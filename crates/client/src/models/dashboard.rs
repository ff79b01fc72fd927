//! Dashboard saved-object document model.
//!
//! Responsibilities:
//! - Define the typed shape of a dashboard saved object as submitted to
//!   `POST /api/saved_objects/dashboard/{id}`.
//! - Preserve the platform's wire contract, including the JSON-string
//!   encoding of `panelsJSON`, `optionsJSON`, and
//!   `controlGroupInput.panelsJSON`.
//!
//! Does NOT handle:
//! - HTTP submission (see `crate::endpoints`).
//! - Concrete dashboard content (see `crate::dashboards`).
//!
//! Invariants:
//! - Nested JSON-string fields round-trip losslessly through serde.
//! - `updated_at` is a fresh UTC timestamp in ISO-8601 with a trailing `Z`,
//!   generated when the document is constructed; it is never reused across
//!   invocations.

use chrono::{SecondsFormat, Utc};
use serde::{Deserialize, Serialize};

use crate::serde_helpers::json_string;

/// A complete dashboard saved-object document.
#[derive(Debug, Clone, Serialize, Deserialize)]
pub struct DashboardDocument {
    pub attributes: DashboardAttributes,
    pub references: Vec<Reference>,
    #[serde(rename = "migrationVersion")]
    pub migration_version: MigrationVersion,
    #[serde(rename = "coreMigrationVersion")]
    pub core_migration_version: String,
    #[serde(rename = "type")]
    pub object_type: String,
    pub updated_at: String,
}

impl DashboardDocument {
    /// Wrap attributes in the saved-object envelope for the given
    /// migration version, stamping a fresh UTC timestamp.
    pub fn new(attributes: DashboardAttributes, migration_version: &str) -> Self {
        Self {
            attributes,
            references: Vec::new(),
            migration_version: MigrationVersion {
                dashboard: migration_version.to_string(),
            },
            core_migration_version: migration_version.to_string(),
            object_type: "dashboard".to_string(),
            updated_at: Utc::now().to_rfc3339_opts(SecondsFormat::Micros, true),
        }
    }
}

/// A reference from a saved object to another saved object.
#[derive(Debug, Clone, Serialize, Deserialize)]
pub struct Reference {
    pub id: String,
    pub name: String,
    #[serde(rename = "type")]
    pub object_type: String,
}

/// Migration version tags keyed by object type.
#[derive(Debug, Clone, Serialize, Deserialize)]
pub struct MigrationVersion {
    pub dashboard: String,
}

/// The `attributes` block of a dashboard saved object.
#[derive(Debug, Clone, Serialize, Deserialize)]
pub struct DashboardAttributes {
    pub title: String,
    pub description: String,
    pub version: String,
    /// Panel layout, JSON-encoded as a string on the wire.
    #[serde(rename = "panelsJSON", with = "json_string")]
    pub panels: Vec<Panel>,
    /// Display options, JSON-encoded as a string on the wire.
    #[serde(rename = "optionsJSON", with = "json_string")]
    pub options: DashboardOptions,
    #[serde(rename = "timeRestore")]
    pub time_restore: bool,
    #[serde(rename = "timeTo")]
    pub time_to: String,
    #[serde(rename = "timeFrom")]
    pub time_from: String,
    #[serde(rename = "refreshInterval")]
    pub refresh_interval: RefreshInterval,
    #[serde(rename = "controlGroupInput")]
    pub control_group_input: ControlGroupInput,
}

/// Dashboard display options.
#[derive(Debug, Clone, Serialize, Deserialize)]
pub struct DashboardOptions {
    #[serde(rename = "darkTheme")]
    pub dark_theme: bool,
    #[serde(rename = "useMargins")]
    pub use_margins: bool,
    #[serde(rename = "syncColors")]
    pub sync_colors: bool,
    #[serde(rename = "hidePanelTitles")]
    pub hide_panel_titles: bool,
}

/// Auto-refresh configuration.
#[derive(Debug, Clone, Serialize, Deserialize)]
pub struct RefreshInterval {
    pub pause: bool,
    /// Interval in milliseconds.
    pub value: u64,
}

/// Control group configuration.
#[derive(Debug, Clone, Serialize, Deserialize)]
pub struct ControlGroupInput {
    #[serde(rename = "controlStyle")]
    pub control_style: String,
    #[serde(rename = "chainingSystem")]
    pub chaining_system: String,
    /// Control panels, JSON-encoded as a string on the wire (empty list here).
    #[serde(rename = "panelsJSON", with = "json_string")]
    pub panels: Vec<serde_json::Value>,
}

/// One visualization tile placed on the dashboard grid.
#[derive(Debug, Clone, Serialize, Deserialize)]
pub struct Panel {
    pub version: String,
    #[serde(rename = "gridData")]
    pub grid_data: GridData,
    #[serde(rename = "panelIndex")]
    pub panel_index: String,
    #[serde(rename = "embeddableConfig")]
    pub embeddable_config: EmbeddableConfig,
    pub title: String,
    pub id: String,
}

/// Grid placement of a panel.
#[derive(Debug, Clone, Serialize, Deserialize)]
pub struct GridData {
    pub x: u32,
    pub y: u32,
    pub w: u32,
    pub h: u32,
    pub i: String,
}

/// Embedded visualization configuration.
#[derive(Debug, Clone, Serialize, Deserialize)]
pub struct EmbeddableConfig {
    pub title: String,
    #[serde(rename = "savedVis")]
    pub saved_vis: SavedVis,
}

/// An inline visualization definition.
#[derive(Debug, Clone, Serialize, Deserialize)]
pub struct SavedVis {
    pub title: String,
    #[serde(rename = "type")]
    pub vis_type: String,
    pub params: VisParams,
    pub aggs: Vec<Agg>,
}

/// Visualization parameters for a time-series panel.
#[derive(Debug, Clone, Serialize, Deserialize)]
pub struct VisParams {
    pub axis_formatter: String,
    pub axis_position: String,
    pub id: String,
    pub series: Vec<Series>,
    pub grid: GridStyle,
    #[serde(rename = "categoryAxes")]
    pub category_axes: Vec<CategoryAxis>,
    #[serde(rename = "valueAxes")]
    pub value_axes: Vec<ValueAxis>,
    #[serde(rename = "addTooltip")]
    pub add_tooltip: bool,
    #[serde(rename = "addLegend")]
    pub add_legend: bool,
    #[serde(rename = "legendPosition")]
    pub legend_position: String,
    pub times: Vec<serde_json::Value>,
    #[serde(rename = "addTimeMarker")]
    pub add_time_marker: bool,
}

/// One plotted series.
#[derive(Debug, Clone, Serialize, Deserialize)]
pub struct Series {
    pub id: String,
    pub split_mode: String,
    pub metrics: Vec<SeriesMetric>,
    pub label: String,
    pub value_template: String,
    pub formatter: String,
    pub chart_type: String,
    pub line_width: u32,
    pub point_size: u32,
    pub fill: f64,
    pub stacked: String,
}

/// Metric backing a series.
#[derive(Debug, Clone, Serialize, Deserialize)]
pub struct SeriesMetric {
    pub id: String,
    #[serde(rename = "type")]
    pub metric_type: String,
}

/// Chart grid styling.
#[derive(Debug, Clone, Serialize, Deserialize)]
pub struct GridStyle {
    #[serde(rename = "categoryLines")]
    pub category_lines: bool,
    pub style: GridLineStyle,
}

/// Grid line color.
#[derive(Debug, Clone, Serialize, Deserialize)]
pub struct GridLineStyle {
    pub color: String,
}

/// Category (bottom) axis configuration.
#[derive(Debug, Clone, Serialize, Deserialize)]
pub struct CategoryAxis {
    pub id: String,
    #[serde(rename = "type")]
    pub axis_type: String,
    pub position: String,
    pub show: bool,
    pub style: AxisStyle,
    pub scale: Scale,
    pub labels: AxisLabels,
}

/// Value (left) axis configuration.
#[derive(Debug, Clone, Serialize, Deserialize)]
pub struct ValueAxis {
    pub id: String,
    pub name: String,
    #[serde(rename = "type")]
    pub axis_type: String,
    pub position: String,
    pub show: bool,
    pub style: AxisStyle,
    pub scale: Scale,
    pub labels: AxisLabels,
}

/// Axis styling; the platform accepts an empty object here.
#[derive(Debug, Clone, Default, Serialize, Deserialize)]
pub struct AxisStyle {}

/// Axis scale. `mode` is only present on value axes.
#[derive(Debug, Clone, Serialize, Deserialize)]
pub struct Scale {
    #[serde(rename = "type")]
    pub scale_type: String,
    #[serde(skip_serializing_if = "Option::is_none")]
    pub mode: Option<String>,
}

/// Axis label display rules. `rotate` and `filter` are only present on
/// value axes.
#[derive(Debug, Clone, Serialize, Deserialize)]
pub struct AxisLabels {
    pub show: bool,
    #[serde(skip_serializing_if = "Option::is_none")]
    pub rotate: Option<u32>,
    #[serde(skip_serializing_if = "Option::is_none")]
    pub filter: Option<bool>,
    pub truncate: u32,
}

/// An aggregation definition.
#[derive(Debug, Clone, Serialize, Deserialize)]
pub struct Agg {
    pub id: String,
    pub enabled: bool,
    #[serde(rename = "type")]
    pub agg_type: String,
    pub schema: String,
    pub params: AggParams,
}

/// Aggregation parameters. The count metric carries an empty object;
/// the date histogram carries bucketing fields.
#[derive(Debug, Clone, Serialize, Deserialize)]
#[serde(untagged)]
pub enum AggParams {
    DateHistogram(DateHistogramParams),
    Empty {},
}

/// Date histogram bucketing on a timestamp field.
#[derive(Debug, Clone, Serialize, Deserialize)]
pub struct DateHistogramParams {
    pub field: String,
    pub interval: String,
    #[serde(rename = "customInterval")]
    pub custom_interval: String,
    pub min_doc_count: u32,
    pub extended_bounds: ExtendedBounds,
}

/// Extended bounds for the histogram; the platform accepts an empty object.
#[derive(Debug, Clone, Default, Serialize, Deserialize)]
pub struct ExtendedBounds {}

#[cfg(test)]
mod tests {
    use super::*;
    use chrono::DateTime;

    fn minimal_panel() -> Panel {
        Panel {
            version: "8.0.0".to_string(),
            grid_data: GridData {
                x: 0,
                y: 0,
                w: 24,
                h: 15,
                i: "1".to_string(),
            },
            panel_index: "1".to_string(),
            embeddable_config: EmbeddableConfig {
                title: "Test".to_string(),
                saved_vis: SavedVis {
                    title: "Test".to_string(),
                    vis_type: "timeseries".to_string(),
                    params: VisParams {
                        axis_formatter: "number".to_string(),
                        axis_position: "left".to_string(),
                        id: "1".to_string(),
                        series: vec![],
                        grid: GridStyle {
                            category_lines: false,
                            style: GridLineStyle {
                                color: "#eee".to_string(),
                            },
                        },
                        category_axes: vec![],
                        value_axes: vec![],
                        add_tooltip: true,
                        add_legend: true,
                        legend_position: "right".to_string(),
                        times: vec![],
                        add_time_marker: false,
                    },
                    aggs: vec![],
                },
            },
            title: "Test".to_string(),
            id: "1".to_string(),
        }
    }

    fn minimal_attributes() -> DashboardAttributes {
        DashboardAttributes {
            title: "Test".to_string(),
            description: "Test dashboard".to_string(),
            version: "1.0.0".to_string(),
            panels: vec![minimal_panel()],
            options: DashboardOptions {
                dark_theme: false,
                use_margins: true,
                sync_colors: false,
                hide_panel_titles: false,
            },
            time_restore: true,
            time_to: "now".to_string(),
            time_from: "now-1h".to_string(),
            refresh_interval: RefreshInterval {
                pause: false,
                value: 30000,
            },
            control_group_input: ControlGroupInput {
                control_style: "oneLine".to_string(),
                chaining_system: "HIERARCHICAL".to_string(),
                panels: vec![],
            },
        }
    }

    #[test]
    fn test_panels_serialize_as_json_string() {
        let json = serde_json::to_value(minimal_attributes()).unwrap();

        let panels_field = json["panelsJSON"]
            .as_str()
            .expect("panelsJSON must be a string");
        let panels: Vec<Panel> = serde_json::from_str(panels_field).unwrap();
        assert_eq!(panels.len(), 1);

        let options_field = json["optionsJSON"]
            .as_str()
            .expect("optionsJSON must be a string");
        let _: DashboardOptions = serde_json::from_str(options_field).unwrap();

        assert_eq!(json["controlGroupInput"]["panelsJSON"], "[]");
    }

    #[test]
    fn test_document_round_trips() {
        let doc = DashboardDocument::new(minimal_attributes(), "8.0.0");
        let json = serde_json::to_string(&doc).unwrap();
        let back: DashboardDocument = serde_json::from_str(&json).unwrap();

        assert_eq!(back.attributes.panels.len(), 1);
        assert_eq!(back.attributes.panels[0].grid_data.w, 24);
        assert_eq!(back.attributes.panels[0].grid_data.h, 15);
        assert_eq!(back.attributes.refresh_interval.value, 30000);
        assert_eq!(back.attributes.time_from, "now-1h");
        assert_eq!(back.object_type, "dashboard");
        assert_eq!(back.migration_version.dashboard, "8.0.0");
    }

    #[test]
    fn test_updated_at_is_rfc3339_utc_with_z_suffix() {
        let doc = DashboardDocument::new(minimal_attributes(), "8.0.0");
        assert!(doc.updated_at.ends_with('Z'), "got {}", doc.updated_at);
        assert!(DateTime::parse_from_rfc3339(&doc.updated_at).is_ok());
    }

    #[test]
    fn test_scale_mode_omitted_when_absent() {
        let scale = Scale {
            scale_type: "linear".to_string(),
            mode: None,
        };
        let json = serde_json::to_value(&scale).unwrap();
        assert_eq!(json, serde_json::json!({"type": "linear"}));
    }

    #[test]
    fn test_agg_params_untagged_round_trip() {
        let count = Agg {
            id: "1".to_string(),
            enabled: true,
            agg_type: "count".to_string(),
            schema: "metric".to_string(),
            params: AggParams::Empty {},
        };
        let json = serde_json::to_value(&count).unwrap();
        assert_eq!(json["params"], serde_json::json!({}));

        let histogram = Agg {
            id: "2".to_string(),
            enabled: true,
            agg_type: "date_histogram".to_string(),
            schema: "segment".to_string(),
            params: AggParams::DateHistogram(DateHistogramParams {
                field: "@timestamp".to_string(),
                interval: "auto".to_string(),
                custom_interval: "2h".to_string(),
                min_doc_count: 1,
                extended_bounds: ExtendedBounds {},
            }),
        };
        let json = serde_json::to_string(&histogram).unwrap();
        let back: Agg = serde_json::from_str(&json).unwrap();
        match back.params {
            AggParams::DateHistogram(params) => {
                assert_eq!(params.field, "@timestamp");
                assert_eq!(params.interval, "auto");
            }
            AggParams::Empty {} => panic!("expected date histogram params"),
        }
    }
}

- **Prompt**: Beginning with the line that holds "let back: Agg" and ending with the last line of the material, output each line exactly and nothing beyond them.

- **Answer section**:
        let back: Agg = serde_json::from_str(&json).unwrap();
        match back.params {
            AggParams::DateHistogram(params) => {
                assert_eq!(params.field, "@timestamp");
                assert_eq!(params.interval, "auto");
            }
            AggParams::Empty {} => panic!("expected date histogram params"),
        }
    }
}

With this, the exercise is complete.